Print this span of the material below exactly: the line with "let mut rng", the line with "while let Some(cause)", and every line between them, but nothing else.

-- RECORDS SUPPLIED follows --

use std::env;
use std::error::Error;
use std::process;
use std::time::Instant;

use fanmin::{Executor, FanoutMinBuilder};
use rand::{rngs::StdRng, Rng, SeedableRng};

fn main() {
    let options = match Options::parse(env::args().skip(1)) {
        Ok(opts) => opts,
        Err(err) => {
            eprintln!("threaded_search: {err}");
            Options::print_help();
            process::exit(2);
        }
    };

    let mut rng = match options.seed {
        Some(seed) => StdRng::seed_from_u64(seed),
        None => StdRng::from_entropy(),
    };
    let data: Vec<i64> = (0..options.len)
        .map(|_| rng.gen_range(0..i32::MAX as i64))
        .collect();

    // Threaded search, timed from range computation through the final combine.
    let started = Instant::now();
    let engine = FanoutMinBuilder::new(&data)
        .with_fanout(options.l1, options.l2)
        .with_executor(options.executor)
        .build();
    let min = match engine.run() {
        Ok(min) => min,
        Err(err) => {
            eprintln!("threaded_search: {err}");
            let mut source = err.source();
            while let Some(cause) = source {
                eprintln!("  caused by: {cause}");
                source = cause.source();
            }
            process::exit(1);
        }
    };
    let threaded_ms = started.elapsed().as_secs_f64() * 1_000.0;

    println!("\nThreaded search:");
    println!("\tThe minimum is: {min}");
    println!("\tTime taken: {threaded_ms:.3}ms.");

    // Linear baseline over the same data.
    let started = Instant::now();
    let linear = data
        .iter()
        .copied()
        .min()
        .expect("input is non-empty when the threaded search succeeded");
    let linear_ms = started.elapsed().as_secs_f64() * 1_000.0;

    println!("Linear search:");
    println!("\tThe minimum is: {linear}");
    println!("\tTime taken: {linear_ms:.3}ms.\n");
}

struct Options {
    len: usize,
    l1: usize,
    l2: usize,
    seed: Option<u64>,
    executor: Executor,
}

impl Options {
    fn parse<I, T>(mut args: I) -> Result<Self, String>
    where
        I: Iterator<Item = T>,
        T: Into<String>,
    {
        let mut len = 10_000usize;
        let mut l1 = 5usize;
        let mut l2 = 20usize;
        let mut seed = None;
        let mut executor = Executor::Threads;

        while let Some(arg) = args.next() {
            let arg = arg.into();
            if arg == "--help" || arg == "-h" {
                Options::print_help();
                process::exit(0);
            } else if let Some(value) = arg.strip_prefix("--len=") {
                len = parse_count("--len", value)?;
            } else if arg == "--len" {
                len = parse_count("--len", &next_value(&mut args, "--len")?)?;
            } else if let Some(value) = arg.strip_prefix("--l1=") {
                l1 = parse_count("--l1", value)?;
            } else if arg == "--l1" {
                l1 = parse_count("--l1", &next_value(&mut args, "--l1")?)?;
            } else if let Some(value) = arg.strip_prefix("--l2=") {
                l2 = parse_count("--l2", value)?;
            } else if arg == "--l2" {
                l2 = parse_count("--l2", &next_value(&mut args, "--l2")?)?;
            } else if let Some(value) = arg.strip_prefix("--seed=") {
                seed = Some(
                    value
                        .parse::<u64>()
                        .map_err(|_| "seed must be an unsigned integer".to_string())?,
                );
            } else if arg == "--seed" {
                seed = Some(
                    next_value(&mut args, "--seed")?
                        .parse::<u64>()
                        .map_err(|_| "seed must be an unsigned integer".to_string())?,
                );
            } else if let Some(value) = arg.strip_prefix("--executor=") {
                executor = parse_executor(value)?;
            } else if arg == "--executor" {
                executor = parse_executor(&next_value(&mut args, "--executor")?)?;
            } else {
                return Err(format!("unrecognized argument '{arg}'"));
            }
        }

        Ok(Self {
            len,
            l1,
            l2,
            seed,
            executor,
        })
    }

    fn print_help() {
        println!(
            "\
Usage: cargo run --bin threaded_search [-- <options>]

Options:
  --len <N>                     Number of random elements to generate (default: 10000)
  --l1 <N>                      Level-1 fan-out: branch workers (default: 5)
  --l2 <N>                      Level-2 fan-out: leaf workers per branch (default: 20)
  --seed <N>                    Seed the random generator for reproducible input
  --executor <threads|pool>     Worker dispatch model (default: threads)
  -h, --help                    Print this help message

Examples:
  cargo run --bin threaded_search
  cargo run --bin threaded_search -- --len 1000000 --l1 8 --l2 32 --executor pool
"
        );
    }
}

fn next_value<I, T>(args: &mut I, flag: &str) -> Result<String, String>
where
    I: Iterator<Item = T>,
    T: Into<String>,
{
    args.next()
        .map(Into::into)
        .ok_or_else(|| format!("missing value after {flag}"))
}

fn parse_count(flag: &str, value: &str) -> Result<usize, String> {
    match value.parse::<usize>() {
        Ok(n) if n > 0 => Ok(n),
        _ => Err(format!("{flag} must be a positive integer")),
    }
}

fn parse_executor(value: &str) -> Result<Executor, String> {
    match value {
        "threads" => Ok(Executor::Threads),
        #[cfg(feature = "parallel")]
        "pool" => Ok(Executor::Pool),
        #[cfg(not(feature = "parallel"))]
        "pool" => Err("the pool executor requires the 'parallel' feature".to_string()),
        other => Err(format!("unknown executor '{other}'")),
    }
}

-- RECORDS SUPPLIED concluded --

• TASK ANSWER
    let mut rng = match options.seed {
        Some(seed) => StdRng::seed_from_u64(seed),
        None => StdRng::from_entropy(),
    };
    let data: Vec<i64> = (0..options.len)
        .map(|_| rng.gen_range(0..i32::MAX as i64))
        .collect();

    // Threaded search, timed from range computation through the final combine.
    let started = Instant::now();
    let engine = FanoutMinBuilder::new(&data)
        .with_fanout(options.l1, options.l2)
        .with_executor(options.executor)
        .build();
    let min = match engine.run() {
        Ok(min) => min,
        Err(err) => {
            eprintln!("threaded_search: {err}");
            let mut source = err.source();
            while let Some(cause) = source {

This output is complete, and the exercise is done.